▶ **ACTIVITY**
Nothing in the entries may be dropped: restate them word for word.

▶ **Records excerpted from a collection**
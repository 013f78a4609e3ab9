//! Input validation at the boundary where raw operator input becomes a record.
//!
//! Validation failures are `TabulationError::Validation` and are raised before
//! anything touches the store, so a rejected insert leaves no partial state.

use tracing::warn;

use crate::error::{Result, TabulationError};
use crate::models::{DateRange, NewTabulation, SocialNetwork};

/// Validation utilities for input sanitization and edge case handling
#[derive(Debug, Copy, Clone)]
pub struct InputValidator;

impl InputValidator {
    /// Validate a customer name
    pub fn validate_client_name(name: &str) -> Result<()> {
        if name.trim().is_empty() {
            return Err(TabulationError::Validation(
                "Client name cannot be empty".to_string(),
            ));
        }

        if name.len() > 100 {
            return Err(TabulationError::Validation(
                "Client name too long (max 100 characters)".to_string(),
            ));
        }

        if name.contains('\0') || name.contains('\r') || name.contains('\n') {
            return Err(TabulationError::Validation(
                "Client name contains invalid characters".to_string(),
            ));
        }

        Ok(())
    }

    /// Validate the main message text
    pub fn validate_message_text(text: &str) -> Result<()> {
        if text.len() > 10_000 {
            return Err(TabulationError::Validation(
                "Message text too long (max 10,000 characters)".to_string(),
            ));
        }

        Ok(())
    }

    /// Validate a video link.
    ///
    /// Links are only meaningful for YouTube contacts; one supplied for
    /// another network is kept but logged.
    pub fn validate_link(network: SocialNetwork, link: &str) -> Result<()> {
        if link.trim().is_empty() {
            return Err(TabulationError::Validation(
                "Link cannot be blank when supplied".to_string(),
            ));
        }

        if !link.starts_with("http://") && !link.starts_with("https://") {
            return Err(TabulationError::Validation(format!(
                "Link must be an http(s) URL: {link}"
            )));
        }

        if network != SocialNetwork::YouTube {
            warn!(network = %network, "Link supplied for a non-YouTube contact");
        }

        Ok(())
    }

    /// Validate a star rating.
    ///
    /// Ratings are only meaningful for Play Store contacts; one supplied for
    /// another network is kept but logged.
    pub fn validate_rating(network: SocialNetwork, rating: u8) -> Result<()> {
        if !(1..=5).contains(&rating) {
            return Err(TabulationError::Validation(format!(
                "Rating must be between 1 and 5 stars, got {rating}"
            )));
        }

        if network != SocialNetwork::PlayStore {
            warn!(network = %network, "Rating supplied for a non-PlayStore contact");
        }

        Ok(())
    }

    /// Validate a routing destination
    pub fn validate_destination_center(destination: &str) -> Result<()> {
        if destination.len() > 100 {
            return Err(TabulationError::Validation(
                "Destination center too long (max 100 characters)".to_string(),
            ));
        }

        Ok(())
    }

    /// Validate a filter date range
    pub fn validate_date_range(range: &DateRange) -> Result<()> {
        if let (Some(start), Some(end)) = (range.start, range.end) {
            if start > end {
                return Err(TabulationError::Validation(
                    "Start date cannot be after end date".to_string(),
                ));
            }
        }

        Ok(())
    }

    /// Validate a full insert input before it reaches the store
    pub fn validate_new_tabulation(new: &NewTabulation) -> Result<()> {
        Self::validate_client_name(&new.client_name)?;
        Self::validate_destination_center(&new.destination_center)?;

        if let Some(text) = &new.message_text {
            Self::validate_message_text(text)?;
        }

        if let Some(link) = &new.link {
            Self::validate_link(new.social_network, link)?;
        }

        if let Some(rating) = new.rating {
            Self::validate_rating(new.social_network, rating)?;
        }

        Ok(())
    }

    /// Sanitize text input
    #[must_use]
    pub fn sanitize_text(text: &str) -> String {
        text.chars()
            .filter(|c| !c.is_control() || *c == '\n' || *c == '\t')
            .collect::<String>()
            .trim()
            .to_string()
    }
}
//! Gemini `generateContent` API client.
//!
//! One blocking call per request, no retries and no caching; the 30-second
//! client timeout is the only bound this crate imposes. Callers hold the
//! credential in their configuration and pass it in here — there is no
//! process-wide key state.

use std::time::Duration;

use async_trait::async_trait;
use serde::{Deserialize, Serialize};
use thiserror::Error;

use crate::config::AiConfig;

const USER_AGENT: &str = concat!("social-metrics/", env!("CARGO_PKG_VERSION"));

/// Gemini client errors.
///
/// These never cross into the record-entry workflow; the classifier maps them
/// to its fallback suggestion and the report generator renders them into the
/// document body.
#[derive(Debug, Error)]
pub enum AiError {
    #[error("Network error: {0}")]
    Network(String),

    #[error("API error {0}: {1}")]
    Api(u16, String),

    #[error("Invalid API key")]
    InvalidApiKey,

    #[error("Model returned no completion")]
    EmptyCompletion,

    #[error("Parse error: {0}")]
    Parse(String),
}

/// Seam for the external text-generation model.
///
/// Production uses [`GeminiClient`]; tests substitute stub backends.
#[async_trait]
pub trait LanguageModel: Send + Sync {
    /// Run one prompt through the model and return its raw text completion
    async fn generate(&self, prompt: &str) -> Result<String, AiError>;
}

#[derive(Serialize)]
struct GenerateRequest {
    contents: Vec<Content>,
}

#[derive(Serialize, Deserialize)]
struct Content {
    parts: Vec<Part>,
}

#[derive(Serialize, Deserialize)]
struct Part {
    text: String,
}

#[derive(Deserialize)]
struct GenerateResponse {
    #[serde(default)]
    candidates: Vec<Candidate>,
}

#[derive(Deserialize)]
struct Candidate {
    content: Content,
}

/// Gemini API client
pub struct GeminiClient {
    http_client: reqwest::Client,
    base_url: String,
    model: String,
    api_key: String,
}

impl GeminiClient {
    /// Build a client from the AI section of the application configuration.
    ///
    /// Returns `InvalidApiKey` when no credential is configured; callers treat
    /// that as "feature unavailable" rather than an error.
    pub fn new(config: &AiConfig, api_key: String) -> Result<Self, AiError> {
        if api_key.trim().is_empty() {
            return Err(AiError::InvalidApiKey);
        }

        let http_client = reqwest::Client::builder()
            .user_agent(USER_AGENT)
            .timeout(Duration::from_secs(config.timeout_secs))
            .build()
            .map_err(|e| AiError::Network(e.to_string()))?;

        Ok(Self {
            http_client,
            base_url: config.base_url.trim_end_matches('/').to_string(),
            model: config.model.clone(),
            api_key,
        })
    }
}

#[async_trait]
impl LanguageModel for GeminiClient {
    async fn generate(&self, prompt: &str) -> Result<String, AiError> {
        let url = format!(
            "{}/models/{}:generateContent?key={}",
            self.base_url, self.model, self.api_key
        );

        let request = GenerateRequest {
            contents: vec![Content {
                parts: vec![Part {
                    text: prompt.to_string(),
                }],
            }],
        };

        tracing::debug!(model = %self.model, "Querying Gemini API");

        let response = self
            .http_client
            .post(&url)
            .json(&request)
            .send()
            .await
            .map_err(|e| AiError::Network(e.to_string()))?;

        let status = response.status();

        if status == 401 || status == 403 {
            return Err(AiError::InvalidApiKey);
        }

        if !status.is_success() {
            let error_text = response.text().await.unwrap_or_default();
            return Err(AiError::Api(status.as_u16(), error_text));
        }

        let generate_response: GenerateResponse = response
            .json()
            .await
            .map_err(|e| AiError::Parse(e.to_string()))?;

        let text = generate_response
            .candidates
            .into_iter()
            .next()
            .and_then(|candidate| candidate.content.parts.into_iter().next())
            .map(|part| part.text)
            .ok_or(AiError::EmptyCompletion)?;

        if text.trim().is_empty() {
            return Err(AiError::EmptyCompletion);
        }

        Ok(text)
    }
}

▶ **RESPONSE BOX**
repository 013f78a4609e3ab9
//! Input validation at the boundary where raw operator input becomes a record.
//!
//! Validation failures are `TabulationError::Validation` and are raised before
//! anything touches the store, so a rejected insert leaves no partial state.

use tracing::warn;

use crate::error::{Result, TabulationError};
use crate::models::{DateRange, NewTabulation, SocialNetwork};

/// Validation utilities for input sanitization and edge case handling
#[derive(Debug, Copy, Clone)]
pub struct InputValidator;

impl InputValidator {
    /// Validate a customer name
    pub fn validate_client_name(name: &str) -> Result<()> {
        if name.trim().is_empty() {
            return Err(TabulationError::Validation(
                "Client name cannot be empty".to_string(),
            ));
        }

        if name.len() > 100 {
            return Err(TabulationError::Validation(
                "Client name too long (max 100 characters)".to_string(),
            ));
        }

        if name.contains('\0') || name.contains('\r') || name.contains('\n') {
            return Err(TabulationError::Validation(
                "Client name contains invalid characters".to_string(),
            ));
        }

        Ok(())
    }

    /// Validate the main message text
    pub fn validate_message_text(text: &str) -> Result<()> {
        if text.len() > 10_000 {
            return Err(TabulationError::Validation(
                "Message text too long (max 10,000 characters)".to_string(),
            ));
        }

        Ok(())
    }

    /// Validate a video link.
    ///
    /// Links are only meaningful for YouTube contacts; one supplied for
    /// another network is kept but logged.
    pub fn validate_link(network: SocialNetwork, link: &str) -> Result<()> {
        if link.trim().is_empty() {
            return Err(TabulationError::Validation(
                "Link cannot be blank when supplied".to_string(),
            ));
        }

        if !link.starts_with("http://") && !link.starts_with("https://") {
            return Err(TabulationError::Validation(format!(
                "Link must be an http(s) URL: {link}"
            )));
        }

        if network != SocialNetwork::YouTube {
            warn!(network = %network, "Link supplied for a non-YouTube contact");
        }

        Ok(())
    }

    /// Validate a star rating.
    ///
    /// Ratings are only meaningful for Play Store contacts; one supplied for
    /// another network is kept but logged.
    pub fn validate_rating(network: SocialNetwork, rating: u8) -> Result<()> {
        if !(1..=5).contains(&rating) {
            return Err(TabulationError::Validation(format!(
                "Rating must be between 1 and 5 stars, got {rating}"
            )));
        }

        if network != SocialNetwork::PlayStore {
            warn!(network = %network, "Rating supplied for a non-PlayStore contact");
        }

        Ok(())
    }

    /// Validate a routing destination
    pub fn validate_destination_center(destination: &str) -> Result<()> {
        if destination.len() > 100 {
            return Err(TabulationError::Validation(
                "Destination center too long (max 100 characters)".to_string(),
            ));
        }

        Ok(())
    }

    /// Validate a filter date range
    pub fn validate_date_range(range: &DateRange) -> Result<()> {
        if let (Some(start), Some(end)) = (range.start, range.end) {
            if start > end {
                return Err(TabulationError::Validation(
                    "Start date cannot be after end date".to_string(),
                ));
            }
        }

        Ok(())
    }

    /// Validate a full insert input before it reaches the store
    pub fn validate_new_tabulation(new: &NewTabulation) -> Result<()> {
        Self::validate_client_name(&new.client_name)?;
        Self::validate_destination_center(&new.destination_center)?;

        if let Some(text) = &new.message_text {
            Self::validate_message_text(text)?;
        }

        if let Some(link) = &new.link {
            Self::validate_link(new.social_network, link)?;
        }

        if let Some(rating) = new.rating {
            Self::validate_rating(new.social_network, rating)?;
        }

        Ok(())
    }

    /// Sanitize text input
    #[must_use]
    pub fn sanitize_text(text: &str) -> String {
        text.chars()
            .filter(|c| !c.is_control() || *c == '\n' || *c == '\t')
            .collect::<String>()
            .trim()
            .to_string()
    }
}
//! Gemini `generateContent` API client.
//!
//! One blocking call per request, no retries and no caching; the 30-second
//! client timeout is the only bound this crate imposes. Callers hold the
//! credential in their configuration and pass it in here — there is no
//! process-wide key state.

use std::time::Duration;

use async_trait::async_trait;
use serde::{Deserialize, Serialize};
use thiserror::Error;

use crate::config::AiConfig;

const USER_AGENT: &str = concat!("social-metrics/", env!("CARGO_PKG_VERSION"));

/// Gemini client errors.
///
/// These never cross into the record-entry workflow; the classifier maps them
/// to its fallback suggestion and the report generator renders them into the
/// document body.
#[derive(Debug, Error)]
pub enum AiError {
    #[error("Network error: {0}")]
    Network(String),

    #[error("API error {0}: {1}")]
    Api(u16, String),

    #[error("Invalid API key")]
    InvalidApiKey,

    #[error("Model returned no completion")]
    EmptyCompletion,

    #[error("Parse error: {0}")]
    Parse(String),
}

/// Seam for the external text-generation model.
///
/// Production uses [`GeminiClient`]; tests substitute stub backends.
#[async_trait]
pub trait LanguageModel: Send + Sync {
    /// Run one prompt through the model and return its raw text completion
    async fn generate(&self, prompt: &str) -> Result<String, AiError>;
}

#[derive(Serialize)]
struct GenerateRequest {
    contents: Vec<Content>,
}

#[derive(Serialize, Deserialize)]
struct Content {
    parts: Vec<Part>,
}

#[derive(Serialize, Deserialize)]
struct Part {
    text: String,
}

#[derive(Deserialize)]
struct GenerateResponse {
    #[serde(default)]
    candidates: Vec<Candidate>,
}

#[derive(Deserialize)]
struct Candidate {
    content: Content,
}

/// Gemini API client
pub struct GeminiClient {
    http_client: reqwest::Client,
    base_url: String,
    model: String,
    api_key: String,
}

impl GeminiClient {
    /// Build a client from the AI section of the application configuration.
    ///
    /// Returns `InvalidApiKey` when no credential is configured; callers treat
    /// that as "feature unavailable" rather than an error.
    pub fn new(config: &AiConfig, api_key: String) -> Result<Self, AiError> {
        if api_key.trim().is_empty() {
            return Err(AiError::InvalidApiKey);
        }

        let http_client = reqwest::Client::builder()
            .user_agent(USER_AGENT)
            .timeout(Duration::from_secs(config.timeout_secs))
            .build()
            .map_err(|e| AiError::Network(e.to_string()))?;

        Ok(Self {
            http_client,
            base_url: config.base_url.trim_end_matches('/').to_string(),
            model: config.model.clone(),
            api_key,
        })
    }
}

#[async_trait]
impl LanguageModel for GeminiClient {
    async fn generate(&self, prompt: &str) -> Result<String, AiError> {
        let url = format!(
            "{}/models/{}:generateContent?key={}",
            self.base_url, self.model, self.api_key
        );

        let request = GenerateRequest {
            contents: vec![Content {
                parts: vec![Part {
                    text: prompt.to_string(),
                }],
            }],
        };

        tracing::debug!(model = %self.model, "Querying Gemini API");

        let response = self
            .http_client
            .post(&url)
            .json(&request)
            .send()
            .await
            .map_err(|e| AiError::Network(e.to_string()))?;

        let status = response.status();

        if status == 401 || status == 403 {
            return Err(AiError::InvalidApiKey);
        }

        if !status.is_success() {
            let error_text = response.text().await.unwrap_or_default();
            return Err(AiError::Api(status.as_u16(), error_text));
        }

        let generate_response: GenerateResponse = response
            .json()
            .await
            .map_err(|e| AiError::Parse(e.to_string()))?;

        let text = generate_response
            .candidates
            .into_iter()
            .next()
            .and_then(|candidate| candidate.content.parts.into_iter().next())
            .map(|part| part.text)
            .ok_or(AiError::EmptyCompletion)?;

        if text.trim().is_empty() {
            return Err(AiError::EmptyCompletion);
        }

        Ok(text)
    }
}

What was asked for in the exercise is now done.